A rapid method is described for isolation and concentration of plasma low density lipoproteins (LDL) using a Beckman L80 ultracentrifuge equipped with a 70.1 Ti fixed angle rotor. The isolation of LDL achieved by a discontinuous gradient density step (180 min) was followed by a simultaneous purification and concentration step (45 min) using ultrafiltration through a collodium bag under nitrogen. This dialysis/concentration step, in contrast to the standard dialysis techniques in batch or by filtration through short gel columns, prevents oxidation and dilution of the sample. Electrophoresis in agarose and sodium dodecylsulfate-polyacrylamide (SDS-PAGE) gels were used to monitor LDL surface charge, purity, and contamination with plasma proteins.

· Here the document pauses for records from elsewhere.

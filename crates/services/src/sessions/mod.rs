mod engine;
mod navigation;
mod presentation;
mod progress;
mod scoring;
mod shared;
mod snapshot;
mod timer;
mod view;
mod workflow;

// Public API of the session subsystem.
pub use crate::error::{SessionError, SubmitError};
pub use engine::{AdvanceOutcome, AnswerOutcome, Lifecycle, SessionEngine, SessionInit, SubmitPlan};
pub use navigation::Navigation;
pub use presentation::{FontSize, Presentation, PresentationState, UnknownFontSize};
pub use progress::{Progress, QuestionStatus};
pub use scoring::{Scoring, SubmissionState, Tally};
pub use shared::SharedSession;
pub use snapshot::SessionSnapshot;
pub use timer::{TickOutcome, Timer, TimerState};
pub use view::{HistoryListItem, HistoryService};
pub use workflow::{PracticeLoopService, SessionAdvanceResult};
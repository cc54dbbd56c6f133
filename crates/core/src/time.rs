use chrono::{DateTime, Duration, Utc};

/// Time source for grading timestamps and completion records.
///
/// Services take a `Clock` instead of calling `Utc::now()` so sessions can be
/// replayed deterministically in tests.
#[derive(Debug, Clone, Copy, Default)]
pub enum Clock {
    #[default]
    System,
    Fixed(DateTime<Utc>),
}

impl Clock {
    #[must_use]
    pub fn system() -> Self {
        Self::System
    }

    #[must_use]
    pub fn fixed(at: DateTime<Utc>) -> Self {
        Self::Fixed(at)
    }

    /// Returns the current time according to the clock.
    #[must_use]
    pub fn now(&self) -> DateTime<Utc> {
        match self {
            Clock::System => Utc::now(),
            Clock::Fixed(t) => *t,
        }
    }

    /// Moves a fixed clock forward by whole seconds. No effect on `Clock::System`.
    pub fn advance_secs(&mut self, secs: i64) {
        if let Clock::Fixed(t) = self {
            *t += Duration::seconds(secs);
        }
    }

    #[must_use]
    pub fn is_fixed(&self) -> bool {
        matches!(self, Clock::Fixed(_))
    }
}

/// Formats a second count as `mm:ss` (minutes are not wrapped into hours).
#[must_use]
pub fn format_countdown(secs: u32) -> String {
    format!("{:02}:{:02}", secs / 60, secs % 60)
}

/// Deterministic timestamp for tests (2023-11-14T22:13:20Z).
pub const FIXED_TEST_TIMESTAMP: i64 = 1_700_000_000;

/// Returns a deterministic `DateTime<Utc>` for tests and doc examples.
///
/// # Panics
///
/// Panics if the fixed timestamp cannot be represented.
#[must_use]
pub fn fixed_now() -> DateTime<Utc> {
    DateTime::<Utc>::from_timestamp(FIXED_TEST_TIMESTAMP, 0)
        .expect("fixed timestamp should be valid")
}

#[must_use]
pub fn fixed_clock() -> Clock {
    Clock::fixed(fixed_now())
}

#[cfg(test)]
mod tests {
    use super::*;

    #[test]
    fn countdown_pads_minutes_and_seconds() {
        assert_eq!(format_countdown(0), "00:00");
        assert_eq!(format_countdown(65), "01:05");
        assert_eq!(format_countdown(2400), "40:00");
    }

    #[test]
    fn fixed_clock_advances_only_when_fixed() {
        let mut clock = fixed_clock();
        clock.advance_secs(30);
        assert_eq!(clock.now(), fixed_now() + Duration::seconds(30));

        let mut system = Clock::system();
        system.advance_secs(30);
        assert!(!system.is_fixed());
    }
}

The artifactual oxidation of LDL during isolation and subsequent handling, and thus the ability of LDL preparation for oxidation/antioxidation studies, was assessed by the determination of endogenous hydroperoxides and thiobarbituric acid reactive substances. The dialysis/concentration step by ultrafiltration that allows the obtention of a concentrated and purified LDL preparation was validated by the absence of ascorbate and urate, as measured by HPLC. This method led to LDL preparations free of water-soluble plasma antioxidants that were minimally oxidized and suitable for reliable in vitro LDL oxidation and inhibition studies. The applicability of this methodology was tested by studying the alpha-tocopherol content of LDL in a Portuguese population of university students.